I'm really curious how anyone caught him doing this. :D But no, quite honestly, that's a rule violation that gives a definite advantage over those who follow the rules and totally memorize the speech. Don't get me wrong, I'd love to have a rule that gives a little bit of leniency in the memorization of platforms, but as it stands now, the event doesn't work like that.

mountain dude wrote:
and makes it easy on both the students and the staff

It really doesn't make it easier on the staff at all. The script submission team doesn't have all the time in the world before tournaments. Whether they have jobs or simply taking care of their families, it would simply be unfair to ask them to perform these duties pre-tournament in order to save a little bit of time for students. Now online script subs that you submit and are reviewed on registration day could have potential, but I don't know enough about tournament logistics to know if that would place an undue burden on the SS team. Also, bear in mind that the NCFCA has a very poor website design and any form of online script subs (at this point) would be a nightmare for them to sort out on the pre-existing website.

mountain dude wrote:
I don't think NCFCA should punish students for minor violations (e.g. missing a citation) because that's nearly always inadvertent.

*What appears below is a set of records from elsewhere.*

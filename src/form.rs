use anyhow::bail;

use crate::data::{Comment, CommentBuilder};

pub const AUTHOR_MIN_LEN: usize = 3;
pub const AUTHOR_MAX_LEN: usize = 25;
pub const RATING_MIN: u8 = 1;
pub const RATING_MAX: u8 = 5;
pub const DEFAULT_RATING: u8 = 5;

#[derive(Debug, Clone, Copy, PartialEq, Eq)]
pub enum Field {
    Author,
    Rating,
    Comment,
}

impl Field {
    pub const ALL: [Field; 3] = [Field::Author, Field::Rating, Field::Comment];

    pub fn name(self) -> &'static str {
        match self {
            Self::Author => "author",
            Self::Rating => "rating",
            Self::Comment => "comment",
        }
    }

    fn label(self) -> &'static str {
        match self {
            Self::Author => "Author Name",
            Self::Rating => "Rating",
            Self::Comment => "Comment",
        }
    }

    fn index(self) -> usize {
        self as usize
    }
}

#[derive(Debug, Clone, Copy, PartialEq, Eq)]
pub enum ValidationError {
    Required,
    MinLength(usize),
    MaxLength(usize),
    OutOfRange { min: u8, max: u8 },
}

impl ValidationError {
    pub fn message(self, field: Field) -> String {
        let label = field.label();
        match self {
            Self::Required => format!("{label} is required."),
            Self::MinLength(n) => format!("{label} must be at least {n} characters long."),
            Self::MaxLength(n) => format!("{label} cannot be more than {n} characters long."),
            Self::OutOfRange { min, max } => format!("{label} must be between {min} and {max}."),
        }
    }
}

#[derive(Debug, Clone, Copy, PartialEq, Eq)]
pub enum Interaction {
    Untouched,
    Touched,
}

#[derive(Debug, Clone, PartialEq, Eq)]
pub enum Validity {
    Valid,
    /// failing rules in the order they are checked
    Invalid(Vec<ValidationError>),
}

#[derive(Debug, Clone, PartialEq, Eq)]
pub struct FieldState {
    pub interaction: Interaction,
    pub validity: Validity,
}

impl FieldState {
    fn untouched(validity: Validity) -> Self {
        Self {
            interaction: Interaction::Untouched,
            validity,
        }
    }

    pub fn is_valid(&self) -> bool {
        self.validity == Validity::Valid
    }

    /// The message to display: first failing rule, and only once the visitor
    /// has edited the field.
    fn message(&self, field: Field) -> String {
        match (&self.interaction, &self.validity) {
            (Interaction::Touched, Validity::Invalid(errors)) => errors
                .first()
                .map(|e| e.message(field))
                .unwrap_or_default(),
            _ => String::new(),
        }
    }
}

#[derive(Debug, Clone, PartialEq, Eq)]
pub struct CommentFormValue {
    pub author: String,
    pub rating: u8,
    pub comment: String,
}

impl Default for CommentFormValue {
    fn default() -> Self {
        Self {
            author: String::new(),
            rating: DEFAULT_RATING,
            comment: String::new(),
        }
    }
}

/// Field name to current message, empty when there is nothing to show.
#[derive(Debug, Clone, Default, PartialEq, Eq, serde::Serialize)]
pub struct FormErrors {
    pub author: String,
    pub rating: String,
    pub comment: String,
}

impl FormErrors {
    pub fn get(&self, field: Field) -> &str {
        match field {
            Field::Author => &self.author,
            Field::Rating => &self.rating,
            Field::Comment => &self.comment,
        }
    }

    fn slot(&mut self, field: Field) -> &mut String {
        match field {
            Field::Author => &mut self.author,
            Field::Rating => &mut self.rating,
            Field::Comment => &mut self.comment,
        }
    }

    pub fn is_empty(&self) -> bool {
        Field::ALL.iter().all(|f| self.get(*f).is_empty())
    }
}

fn validate_author(author: &str) -> Validity {
    let mut errors = Vec::new();
    let len = author.trim().chars().count();
    if len == 0 {
        errors.push(ValidationError::Required);
    } else if len < AUTHOR_MIN_LEN {
        errors.push(ValidationError::MinLength(AUTHOR_MIN_LEN));
    }
    if len > AUTHOR_MAX_LEN {
        errors.push(ValidationError::MaxLength(AUTHOR_MAX_LEN));
    }
    into_validity(errors)
}

fn validate_rating(rating: u8) -> Validity {
    if (RATING_MIN..=RATING_MAX).contains(&rating) {
        Validity::Valid
    } else {
        Validity::Invalid(vec![ValidationError::OutOfRange {
            min: RATING_MIN,
            max: RATING_MAX,
        }])
    }
}

fn validate_comment(comment: &str) -> Validity {
    if comment.trim().is_empty() {
        Validity::Invalid(vec![ValidationError::Required])
    } else {
        Validity::Valid
    }
}

fn into_validity(errors: Vec<ValidationError>) -> Validity {
    if errors.is_empty() {
        Validity::Valid
    } else {
        Validity::Invalid(errors)
    }
}

#[derive(Debug, Clone)]
pub struct CommentForm {
    value: CommentFormValue,
    states: [FieldState; 3],
    errors: FormErrors,
}

impl Default for CommentForm {
    fn default() -> Self {
        Self::new()
    }
}

impl CommentForm {
    pub fn new() -> Self {
        let value = CommentFormValue::default();
        let states = [
            FieldState::untouched(validate_author(&value.author)),
            FieldState::untouched(validate_rating(value.rating)),
            FieldState::untouched(validate_comment(&value.comment)),
        ];
        let mut form = Self {
            value,
            states,
            errors: FormErrors::default(),
        };
        form.on_value_change();
        form
    }

    pub fn value(&self) -> &CommentFormValue {
        &self.value
    }

    pub fn state(&self, field: Field) -> &FieldState {
        &self.states[field.index()]
    }

    pub fn errors(&self) -> &FormErrors {
        &self.errors
    }

    pub fn is_valid(&self) -> bool {
        self.states.iter().all(FieldState::is_valid)
    }

    /// Whether any field has been edited since the last reset.
    pub fn is_dirty(&self) -> bool {
        self.states
            .iter()
            .any(|s| s.interaction == Interaction::Touched)
    }

    pub fn set_author(&mut self, author: impl Into<String>) {
        self.value.author = author.into();
        self.touch(Field::Author);
    }

    pub fn set_rating(&mut self, rating: u8) {
        self.value.rating = rating;
        self.touch(Field::Rating);
    }

    pub fn set_comment(&mut self, comment: impl Into<String>) {
        self.value.comment = comment.into();
        self.touch(Field::Comment);
    }

    /// Mark every field as edited so all pending messages become visible.
    pub fn touch_all(&mut self) {
        for state in &mut self.states {
            state.interaction = Interaction::Touched;
        }
        self.on_value_change();
    }

    pub fn reset(&mut self) {
        *self = Self::new();
    }

    /// Turn the current values into a timestamped comment.
    pub fn to_comment(&self) -> anyhow::Result<Comment> {
        if !self.is_valid() {
            let reasons = Field::ALL
                .iter()
                .filter_map(|f| match &self.state(*f).validity {
                    Validity::Invalid(errors) => errors.first().map(|e| e.message(*f)),
                    Validity::Valid => None,
                })
                .collect::<Vec<_>>()
                .join(" ");
            bail!("comment form is invalid: {reasons}");
        }

        let comment = CommentBuilder::default()
            .author(self.value.author.trim())
            .rating(self.value.rating)
            .comment(self.value.comment.as_str())
            .build()?;
        Ok(comment)
    }

    fn touch(&mut self, field: Field) {
        self.states[field.index()].interaction = Interaction::Touched;
        self.on_value_change();
    }

    fn on_value_change(&mut self) {
        self.states[Field::Author.index()].validity = validate_author(&self.value.author);
        self.states[Field::Rating.index()].validity = validate_rating(self.value.rating);
        self.states[Field::Comment.index()].validity = validate_comment(&self.value.comment);

        for field in Field::ALL {
            let message = self.state(field).message(field);
            *self.errors.slot(field) = message;
        }
    }
}

#[cfg(test)]
mod tests {
    use super::*;

    #[test]
    fn test_pristine_form_shows_nothing() {
        let form = CommentForm::new();
        assert_eq!(form.value(), &CommentFormValue::default());
        assert_eq!(form.value().rating, 5);
        assert!(form.errors().is_empty());
        assert!(!form.is_dirty());
        // required fields are empty, so the form is not submittable yet
        assert!(!form.is_valid());
    }

    #[test]
    fn test_author_too_short() {
        let mut form = CommentForm::new();
        form.set_author("Al");
        assert_eq!(
            form.errors().author,
            "Author Name must be at least 3 characters long."
        );
        assert!(form.is_dirty());
    }

    #[test]
    fn test_author_bounds_accepted() {
        let mut form = CommentForm::new();
        for len in AUTHOR_MIN_LEN..=AUTHOR_MAX_LEN {
            form.set_author("a".repeat(len));
            assert!(form.state(Field::Author).is_valid(), "length {len}");
            assert_eq!(form.errors().author, "");
        }
    }

    #[test]
    fn test_author_too_long() {
        let mut form = CommentForm::new();
        form.set_author("a".repeat(AUTHOR_MAX_LEN + 1));
        assert_eq!(
            form.errors().author,
            "Author Name cannot be more than 25 characters long."
        );
    }

    #[test]
    fn test_author_counts_chars() {
        let mut form = CommentForm::new();
        form.set_author("李小龙");
        assert!(form.state(Field::Author).is_valid());
    }

    #[test]
    fn test_author_cleared_is_required() {
        let mut form = CommentForm::new();
        form.set_author("Avimitin");
        form.set_author("   ");
        assert_eq!(form.errors().author, "Author Name is required.");
    }

    #[test]
    fn test_comment_required() {
        let mut form = CommentForm::new();
        form.set_comment("");
        assert_eq!(form.errors().comment, "Comment is required.");

        form.set_comment("Lovely");
        assert_eq!(form.errors().comment, "");
        assert!(form.state(Field::Comment).is_valid());
    }

    #[test]
    fn test_untouched_field_hides_message() {
        let mut form = CommentForm::new();
        form.set_author("Avimitin");
        assert_eq!(form.errors().comment, "");
        assert!(matches!(
            form.state(Field::Comment).validity,
            Validity::Invalid(_)
        ));
        assert_eq!(form.state(Field::Comment).interaction, Interaction::Untouched);
    }

    #[test]
    fn test_rating_range() {
        let mut form = CommentForm::new();
        form.set_rating(0);
        assert_eq!(form.errors().rating, "Rating must be between 1 and 5.");
        form.set_rating(3);
        assert_eq!(form.errors().rating, "");
    }

    #[test]
    fn test_to_comment() {
        let mut form = CommentForm::new();
        assert!(form.to_comment().is_err());

        form.set_author(" Avimitin ");
        form.set_rating(4);
        form.set_comment("Very good chicken");
        let comment = form.to_comment().unwrap();
        assert_eq!(comment.author, "Avimitin");
        assert_eq!(comment.rating, 4);
        assert_eq!(comment.comment, "Very good chicken");
        assert!(chrono::DateTime::parse_from_rfc3339(&comment.date).is_ok());
    }

    #[test]
    fn test_reset() {
        let mut form = CommentForm::new();
        form.set_author("Al");
        form.set_rating(2);
        form.reset();
        assert_eq!(form.value(), &CommentFormValue::default());
        assert!(form.errors().is_empty());
        assert!(!form.is_dirty());
    }
}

If the rules aren't enforced, then who would follow them?

mountain dude wrote:
Punishing somebody by dropping them to the bottom just because "they weren't in compliance with the rules, and everybody else was" is not the way to foster effective communication, which is the primary goal here, not competition.

I believe that you're missing something here. While part of the reasoning behind punishing people for rule violations is to keep the playing field fair, the majority of the reasoning revolves around learning to follow the rules. This is something that a lot of homeschoolers lack, an ability to follow the rules consistently. Generally there is so much more leniency in the homeschool world than in the public school world. Deadlines, submission content, etc. can easily be shoved aside or overlooked. NCFCA is a representation of the real world when it comes to rules. It stresses that we need to learn to follow the rules, and if we can't learn to do this, then we're punished accordingly.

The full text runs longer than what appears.